>>>>
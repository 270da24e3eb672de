//!
//! Named-CRS registry: `AUTHORITY:CODE` (or bare alias) to a canonical
//! PROJ-string definition.
//!
//! Unlike the teacher's nadgrids catalogue (a process-wide `lazy_static`
//! behind a `multi-thread` feature split), this is an instance struct: an
//! embedding application may hold several independent registries. It
//! still mirrors the teacher's primitive choice for the feature split —
//! `RwLock` when `multi-thread` is on (the default), `RefCell` otherwise
//! — since a registry is read-mostly with occasional writes from
//! `register`/remote resolution.
//!
//! Entries store PROJ-string *text*, not a parsed [`crate::proj::Proj`]:
//! `ParamList` borrows from the string it was parsed from, so caching a
//! parsed `Proj` and its backing text together would require a
//! self-referential struct. Re-parsing on every [`Registry::get`] call is
//! cheap relative to a full reprojection and keeps the registry simple.
//!
use std::sync::Arc;

use crate::errors::{Error, Result};
use crate::proj::Proj;
use crate::{projjson, wkt};

#[cfg(feature = "multi-thread")]
use std::collections::HashMap;
#[cfg(feature = "multi-thread")]
use std::sync::RwLock;

#[cfg(not(feature = "multi-thread"))]
use std::cell::RefCell;
#[cfg(not(feature = "multi-thread"))]
use std::collections::HashMap;

/// Outcome of a remote authority-code lookup, supplied by the caller to
/// [`Registry::get_with`].
pub enum RemoteLookup {
    Found(String),
    NotFound,
    NetworkError(String),
}

#[cfg(feature = "multi-thread")]
#[derive(Debug, Default)]
struct Table(RwLock<HashMap<String, Arc<str>>>);

#[cfg(not(feature = "multi-thread"))]
#[derive(Debug, Default)]
struct Table(RefCell<HashMap<String, Arc<str>>>);

impl Table {
    fn get(&self, key: &str) -> Option<Arc<str>> {
        #[cfg(feature = "multi-thread")]
        {
            self.0.read().unwrap().get(key).cloned()
        }
        #[cfg(not(feature = "multi-thread"))]
        {
            self.0.borrow().get(key).cloned()
        }
    }

    fn contains(&self, key: &str) -> bool {
        #[cfg(feature = "multi-thread")]
        {
            self.0.read().unwrap().contains_key(key)
        }
        #[cfg(not(feature = "multi-thread"))]
        {
            self.0.borrow().contains_key(key)
        }
    }

    fn insert(&self, key: String, value: Arc<str>) {
        #[cfg(feature = "multi-thread")]
        {
            self.0.write().unwrap().insert(key, value);
        }
        #[cfg(not(feature = "multi-thread"))]
        {
            self.0.borrow_mut().insert(key, value);
        }
    }
}

/// A named-CRS registry: `code -> canonical PROJ-string` map, with
/// built-in EPSG entries seeded on construction.
#[derive(Debug, Default)]
pub struct Registry {
    table: Table,
}

/// Normalise `"epsg:4326"`, `"EPSG :4326"`, `" epsg:4326 "` etc to
/// `"EPSG:4326"`; a bare alias like `"WGS84"` is upper-cased and returned
/// unchanged (no `:`).
fn normalize_code(code: &str) -> String {
    let code = code.trim();
    match code.split_once(':') {
        Some((authority, id)) => format!("{}:{}", authority.trim().to_ascii_uppercase(), id.trim()),
        None => code.to_ascii_uppercase(),
    }
}

fn is_authority_pattern(code: &str) -> bool {
    code.contains(':')
}

impl Registry {
    /// A registry with the spec-mandated built-in EPSG entries.
    pub fn new() -> Self {
        let reg = Self {
            table: Table::default(),
        };
        reg.seed_builtin();
        reg
    }

    /// An empty registry with no built-in entries.
    pub fn empty() -> Self {
        Self {
            table: Table::default(),
        }
    }

    /// Register a CRS definition under `name` (a bare alias or an
    /// `AUTHORITY:CODE` string). `definition` may be a PROJ string
    /// (`+proj=...`), WKT1/WKT2 (`GEOGCS[...`/`PROJCS[...`), or PROJJSON
    /// (`{"type": ...}`), detected from its first non-whitespace byte.
    pub fn register(&self, name: &str, definition: &str) -> Result<()> {
        let key = normalize_code(name);
        if self.table.contains(&key) {
            return Err(Error::DuplicateRegistryEntry(key));
        }
        let proj_string = to_proj_string(definition)?;
        self.table.insert(key, Arc::from(proj_string));
        Ok(())
    }

    /// Look up `code`, without any remote-fetch fallback.
    pub fn get(&self, code: &str) -> Result<Proj> {
        self.get_with(code, |_| RemoteLookup::NotFound)
    }

    /// Look up `code`; on a local miss for an `AUTHORITY:CODE`-shaped
    /// code, consult `remote` before giving up.
    pub fn get_with<F>(&self, code: &str, remote: F) -> Result<Proj>
    where
        F: FnOnce(&str) -> RemoteLookup,
    {
        let key = normalize_code(code);

        if let Some(text) = self.table.get(&key) {
            return Proj::from_proj_string(&text);
        }

        if !is_authority_pattern(&key) {
            return Err(Error::UnknownCrsName(key));
        }

        match remote(&key) {
            RemoteLookup::Found(definition) => {
                let proj_string = to_proj_string(&definition)?;
                self.table.insert(key, Arc::from(proj_string.as_str()));
                Proj::from_proj_string(&proj_string)
            }
            RemoteLookup::NotFound => Err(Error::UnknownCrsName(key)),
            RemoteLookup::NetworkError(msg) => Err(Error::RemoteResolutionError(msg)),
        }
    }

    fn seed(&self, name: &str, proj_string: &str) {
        self.table
            .insert(normalize_code(name), Arc::from(proj_string));
    }

    fn seed_builtin(&self) {
        self.seed("EPSG:4326", "+proj=longlat +ellps=WGS84 +datum=WGS84 +no_defs");
        self.seed("WGS84", "+proj=longlat +ellps=WGS84 +datum=WGS84 +no_defs");
        self.seed(
            "EPSG:4269",
            "+proj=longlat +ellps=GRS80 +datum=NAD83 +no_defs",
        );

        const WEBMERC: &str = "+proj=merc +a=6378137 +b=6378137 +lat_ts=0 +lon_0=0 \
             +x_0=0 +y_0=0 +k=1 +units=m +nadgrids=@null +wktext +no_defs";
        for alias in [
            "EPSG:3857",
            "GOOGLE",
            "EPSG:3785",
            "EPSG:900913",
            "EPSG:102113",
        ] {
            self.seed(alias, WEBMERC);
        }

        for zone in 1..=60u32 {
            self.seed(
                &format!("EPSG:{}", 32600 + zone),
                &format!("+proj=utm +zone={zone} +ellps=WGS84 +datum=WGS84 +units=m +no_defs"),
            );
            self.seed(
                &format!("EPSG:{}", 32700 + zone),
                &format!("+proj=utm +zone={zone} +south +ellps=WGS84 +datum=WGS84 +units=m +no_defs"),
            );
        }

        self.seed("EPSG:5041", "+proj=ups +ellps=WGS84 +units=m +no_defs");
        self.seed(
            "EPSG:5042",
            "+proj=ups +south +ellps=WGS84 +units=m +no_defs",
        );
    }
}

/// Detect a CRS definition's textual format from its first non-whitespace
/// character and render it as an equivalent PROJ string.
pub fn to_proj_string(text: &str) -> Result<String> {
    match text.trim_start().as_bytes().first() {
        Some(b'+') => Ok(text.trim().to_string()),
        Some(b'{') => projjson::to_proj_string(text),
        Some(_) => wkt::to_proj_string(text),
        None => Err(Error::UnrecognizedFormat),
    }
}

#[cfg(test)]
mod tests {
    use super::*;

    #[test]
    fn registry_builtin_wgs84() {
        let reg = Registry::new();
        let p = reg.get("EPSG:4326").unwrap();
        assert!(p.is_latlong());
        let p2 = reg.get("epsg:4326").unwrap();
        assert!(p2.is_latlong());
    }

    #[test]
    fn registry_builtin_utm() {
        let reg = Registry::new();
        let p = reg.get("EPSG:32631").unwrap();
        let (x, y, _) = p.forward(3.0_f64.to_radians(), 50.0_f64.to_radians(), 0.).unwrap();
        assert!(x > 0. && y > 0.);
    }

    #[test]
    fn registry_unknown_bare_alias_fails_without_network() {
        let reg = Registry::new();
        let err = reg.get("NOT_A_REAL_ALIAS").unwrap_err();
        assert!(matches!(err, Error::UnknownCrsName(_)));
    }

    #[test]
    fn registry_duplicate_register_fails() {
        let reg = Registry::empty();
        reg.register("MY:1", "+proj=longlat +ellps=WGS84").unwrap();
        let err = reg.register("MY:1", "+proj=longlat +ellps=WGS84").unwrap_err();
        assert!(matches!(err, Error::DuplicateRegistryEntry(_)));
    }

    #[test]
    fn registry_remote_fetch_fallback() {
        let reg = Registry::empty();
        let p = reg
            .get_with("EPSG:99999", |_| {
                RemoteLookup::Found("+proj=longlat +ellps=WGS84".to_string())
            })
            .unwrap();
        assert!(p.is_latlong());
        // Cached after first resolution: a `NotFound` remote this time
        // must not be consulted.
        let p2 = reg.get_with("EPSG:99999", |_| RemoteLookup::NotFound).unwrap();
        assert!(p2.is_latlong());
    }

    #[test]
    fn registry_remote_network_error_propagates() {
        let reg = Registry::empty();
        let err = reg
            .get_with("EPSG:88888", |_| RemoteLookup::NetworkError("timeout".into()))
            .unwrap_err();
        assert!(matches!(err, Error::RemoteResolutionError(_)));
    }

    #[test]
    fn registry_register_wkt() {
        let reg = Registry::empty();
        reg.register(
            "MY:2",
            r#"GEOGCS["WGS 84",DATUM["WGS_1984",SPHEROID["WGS 84",6378137,298.257223563]],UNIT["degree",0.0174532925199433]]"#,
        )
        .unwrap();
        let p = reg.get("MY:2").unwrap();
        assert!(p.is_latlong());
    }
}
<<<<
» WHAT YOU NEED TO DO
Write down exactly the span of lines above from the one containing "const WEBMERC: &str" to the one containing "for zone in", both ends included.

» EXERCISE RESPONSE
        const WEBMERC: &str = "+proj=merc +a=6378137 +b=6378137 +lat_ts=0 +lon_0=0 \
             +x_0=0 +y_0=0 +k=1 +units=m +nadgrids=@null +wktext +no_defs";
        for alias in [
            "EPSG:3857",
            "GOOGLE",
            "EPSG:3785",
            "EPSG:900913",
            "EPSG:102113",
        ] {
            self.seed(alias, WEBMERC);
        }

        for zone in 1..=60u32 {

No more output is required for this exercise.